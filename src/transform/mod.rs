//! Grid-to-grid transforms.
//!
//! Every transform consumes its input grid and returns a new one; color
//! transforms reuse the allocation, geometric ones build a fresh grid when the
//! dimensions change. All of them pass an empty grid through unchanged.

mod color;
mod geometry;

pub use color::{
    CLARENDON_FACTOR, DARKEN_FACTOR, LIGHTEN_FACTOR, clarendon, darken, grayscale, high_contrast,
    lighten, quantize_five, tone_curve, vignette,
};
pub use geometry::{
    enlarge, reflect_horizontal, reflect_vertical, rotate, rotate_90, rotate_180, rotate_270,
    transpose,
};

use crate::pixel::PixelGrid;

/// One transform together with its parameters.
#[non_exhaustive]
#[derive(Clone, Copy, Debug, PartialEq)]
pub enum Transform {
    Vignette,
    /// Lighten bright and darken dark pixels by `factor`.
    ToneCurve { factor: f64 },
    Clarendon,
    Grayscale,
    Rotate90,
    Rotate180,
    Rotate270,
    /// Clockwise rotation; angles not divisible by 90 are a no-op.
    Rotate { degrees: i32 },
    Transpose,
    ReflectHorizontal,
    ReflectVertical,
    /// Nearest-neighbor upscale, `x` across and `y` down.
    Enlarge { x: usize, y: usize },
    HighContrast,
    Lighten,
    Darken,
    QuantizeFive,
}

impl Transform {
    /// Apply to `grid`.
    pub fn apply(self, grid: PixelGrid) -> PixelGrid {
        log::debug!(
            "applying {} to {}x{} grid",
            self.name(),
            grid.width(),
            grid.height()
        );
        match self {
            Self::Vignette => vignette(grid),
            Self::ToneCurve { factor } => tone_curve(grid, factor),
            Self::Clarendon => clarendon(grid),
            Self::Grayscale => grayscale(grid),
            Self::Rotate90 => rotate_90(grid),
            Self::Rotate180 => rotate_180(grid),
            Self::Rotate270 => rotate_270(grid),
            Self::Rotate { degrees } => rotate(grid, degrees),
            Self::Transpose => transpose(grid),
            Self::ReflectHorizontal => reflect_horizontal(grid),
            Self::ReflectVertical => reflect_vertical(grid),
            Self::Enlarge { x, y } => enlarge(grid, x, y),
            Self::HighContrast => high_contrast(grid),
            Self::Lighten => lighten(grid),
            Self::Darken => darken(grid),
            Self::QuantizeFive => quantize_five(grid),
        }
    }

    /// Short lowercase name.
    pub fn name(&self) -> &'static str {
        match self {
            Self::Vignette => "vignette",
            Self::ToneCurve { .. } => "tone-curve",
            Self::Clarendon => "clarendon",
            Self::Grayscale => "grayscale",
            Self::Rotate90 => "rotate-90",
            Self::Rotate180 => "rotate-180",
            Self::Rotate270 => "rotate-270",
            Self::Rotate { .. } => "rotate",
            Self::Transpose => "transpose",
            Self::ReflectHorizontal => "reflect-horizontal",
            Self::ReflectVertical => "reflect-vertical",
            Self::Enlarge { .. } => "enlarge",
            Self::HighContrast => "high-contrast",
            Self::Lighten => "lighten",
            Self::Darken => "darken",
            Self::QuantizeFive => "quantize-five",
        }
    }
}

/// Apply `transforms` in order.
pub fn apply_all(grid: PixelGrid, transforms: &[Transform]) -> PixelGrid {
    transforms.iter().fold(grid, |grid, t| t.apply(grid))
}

--

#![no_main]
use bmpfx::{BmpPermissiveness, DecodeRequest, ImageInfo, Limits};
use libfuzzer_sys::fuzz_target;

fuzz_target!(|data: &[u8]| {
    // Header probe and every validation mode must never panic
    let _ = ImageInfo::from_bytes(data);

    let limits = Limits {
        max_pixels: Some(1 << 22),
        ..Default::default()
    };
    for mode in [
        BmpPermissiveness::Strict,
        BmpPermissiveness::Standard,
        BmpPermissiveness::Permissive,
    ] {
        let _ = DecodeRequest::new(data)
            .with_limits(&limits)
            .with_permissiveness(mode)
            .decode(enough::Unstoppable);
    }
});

--

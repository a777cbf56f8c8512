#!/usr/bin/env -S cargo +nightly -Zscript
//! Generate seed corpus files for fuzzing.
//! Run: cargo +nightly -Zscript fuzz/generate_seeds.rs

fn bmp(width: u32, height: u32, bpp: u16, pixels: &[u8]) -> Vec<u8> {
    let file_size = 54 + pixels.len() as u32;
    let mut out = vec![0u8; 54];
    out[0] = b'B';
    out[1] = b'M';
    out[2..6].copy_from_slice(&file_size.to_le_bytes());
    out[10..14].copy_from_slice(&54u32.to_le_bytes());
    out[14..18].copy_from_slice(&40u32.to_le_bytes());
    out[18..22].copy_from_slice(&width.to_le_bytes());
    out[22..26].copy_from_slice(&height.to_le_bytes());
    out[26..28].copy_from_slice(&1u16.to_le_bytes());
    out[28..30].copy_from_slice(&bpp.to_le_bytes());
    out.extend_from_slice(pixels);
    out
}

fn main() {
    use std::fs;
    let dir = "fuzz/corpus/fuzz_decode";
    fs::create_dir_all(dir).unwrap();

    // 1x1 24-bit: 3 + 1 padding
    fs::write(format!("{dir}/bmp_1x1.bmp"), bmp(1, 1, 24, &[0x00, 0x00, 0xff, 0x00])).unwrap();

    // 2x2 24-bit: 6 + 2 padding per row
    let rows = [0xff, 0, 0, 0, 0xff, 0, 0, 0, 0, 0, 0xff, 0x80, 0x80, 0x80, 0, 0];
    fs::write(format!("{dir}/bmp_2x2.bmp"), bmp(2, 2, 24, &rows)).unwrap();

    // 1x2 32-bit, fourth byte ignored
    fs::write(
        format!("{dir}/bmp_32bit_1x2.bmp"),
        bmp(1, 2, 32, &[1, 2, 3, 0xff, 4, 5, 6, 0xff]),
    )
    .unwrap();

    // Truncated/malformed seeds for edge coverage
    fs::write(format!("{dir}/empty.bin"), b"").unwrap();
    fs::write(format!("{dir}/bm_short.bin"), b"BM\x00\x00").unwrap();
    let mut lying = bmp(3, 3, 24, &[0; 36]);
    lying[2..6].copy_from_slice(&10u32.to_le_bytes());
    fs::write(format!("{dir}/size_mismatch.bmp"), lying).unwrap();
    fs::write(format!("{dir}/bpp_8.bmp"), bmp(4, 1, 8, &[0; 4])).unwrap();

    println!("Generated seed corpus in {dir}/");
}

**WHAT TO WORK ON:** Everything starting at the line containing "3 + 1 padding" and ending at the line containing "2, 24, &rows)).unwrap();" in the records above should be repeated exactly, and only that.

**RESPONSE TO THIS TASK:**
    // 1x1 24-bit: 3 + 1 padding
    fs::write(format!("{dir}/bmp_1x1.bmp"), bmp(1, 1, 24, &[0x00, 0x00, 0xff, 0x00])).unwrap();

    // 2x2 24-bit: 6 + 2 padding per row
    let rows = [0xff, 0, 0, 0, 0xff, 0, 0, 0, 0, 0, 0xff, 0x80, 0x80, 0x80, 0, 0];
    fs::write(format!("{dir}/bmp_2x2.bmp"), bmp(2, 2, 24, &rows)).unwrap();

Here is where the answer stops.